Addressing members of the ruling United Russia party, on Monday, Foreign Minister Sergey Lavrov said that a presidential decree “on retaliatory visa measures in connection with the ‘unfriendly’ actions of a number of foreign states” was being drafted.
“This act will introduce a number of restrictions on entry into the territory of Russia,” Lavrov said.
Meanwhile, the procedure for entry and stay in Russia for people without citizenship and those who ended up on the territory of Ukraine has been simplified. This was done “in order to prevent a threat to the life and health” of these people so that they could safely return to their home countries, the minister explained.

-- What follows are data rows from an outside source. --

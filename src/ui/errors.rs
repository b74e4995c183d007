// Thu Oct 15 2026 - Alex

use colored::Colorize;

/// Renders an error and its cause chain for the terminal.
pub struct ErrorDisplay {
    show_cause_chain: bool,
    max_depth: usize,
}

impl ErrorDisplay {
    pub fn new() -> Self {
        Self {
            show_cause_chain: true,
            max_depth: 10,
        }
    }

    pub fn without_cause_chain(mut self) -> Self {
        self.show_cause_chain = false;
        self
    }

    pub fn format(&self, error: &anyhow::Error) -> String {
        let mut output = format!("{} {}\n", "Error:".red().bold(), error);
        if !self.show_cause_chain {
            return output;
        }

        for (depth, cause) in error.chain().skip(1).enumerate() {
            if depth >= self.max_depth {
                output.push_str("  ... (cause chain truncated)\n");
                break;
            }
            output.push_str(&format!("  {} Caused by: {}\n", "→".yellow(), cause));
        }

        output
    }

    pub fn print(&self, error: &anyhow::Error) {
        eprint!("{}", self.format(error));
    }
}

impl Default for ErrorDisplay {
    fn default() -> Self {
        Self::new()
    }
}
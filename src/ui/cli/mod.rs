// Thu Oct 15 2026 - Alex

pub mod args;
pub mod handler;

pub use args::{Args, Command, QueueAction};
pub use handler::CommandHandler;

use clap::Parser;

pub fn parse_args() -> Args {
    Args::parse()
}

pub fn run() -> anyhow::Result<()> {
    let args = parse_args();
    let handler = CommandHandler::new();
    handler.execute(args)
}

Last week, the Prime Minister of Poland Mateusz Morawiecki urged to stop issuing visas for Russian citizens as part of new sanctions against Russia.
“Another suggestion is to freeze visas for all Russians,” he said, explaining that, in his opinion, this was necessary to make Russians aware of what was happening in Ukraine. Belgium previously voiced a similar proposal.
Japan earlier froze the issuance of visas to certain categories of Russians, while Lithuania, Latvia, Norway, and the Czech Republic have stopped issuing visas to all of the country's citizens. Prague and Oslo have also suspended the acceptance of documents for a residence permit.
The Russian list of “unfriendly states,” which initially featured just two countries – the US and Czech Republic – was significantly expanded in March in the wake of the unprecedented sanctions imposed on Moscow by the West. Now it includes all the EU members, Ukraine, the UK, Canada, Japan, and others.
All these countries are subject to various retaliation measures, restrictions and specific requirements from Russia. Recently, President Vladimir Putin ordered all payments for the natural gas from the “unfriendly states” to be switched to rubles – a measure which was collectively rejected on Monday by the G7.
Another “retaliation” initiative saw the Finance Ministry requesting Russian companies wishing to work with firms from countries on the list to receive government permission first.
Moscow sent troops into Ukraine in late February, following a seven-year standoff over Kiev’s failure to implement the terms of the Minsk agreements and end the conflict with the breakaway regions of Donetsk and Lugansk. Russia ended up recognizing the two as independent states, at which point they asked for military aid.
Russia demands that Ukraine officially declare itself a neutral country that will never join the US-led NATO military bloc. Kiev insists the Russian offensive was completely unprovoked and has denied claims it was planning to retake the two Donbass republics by force.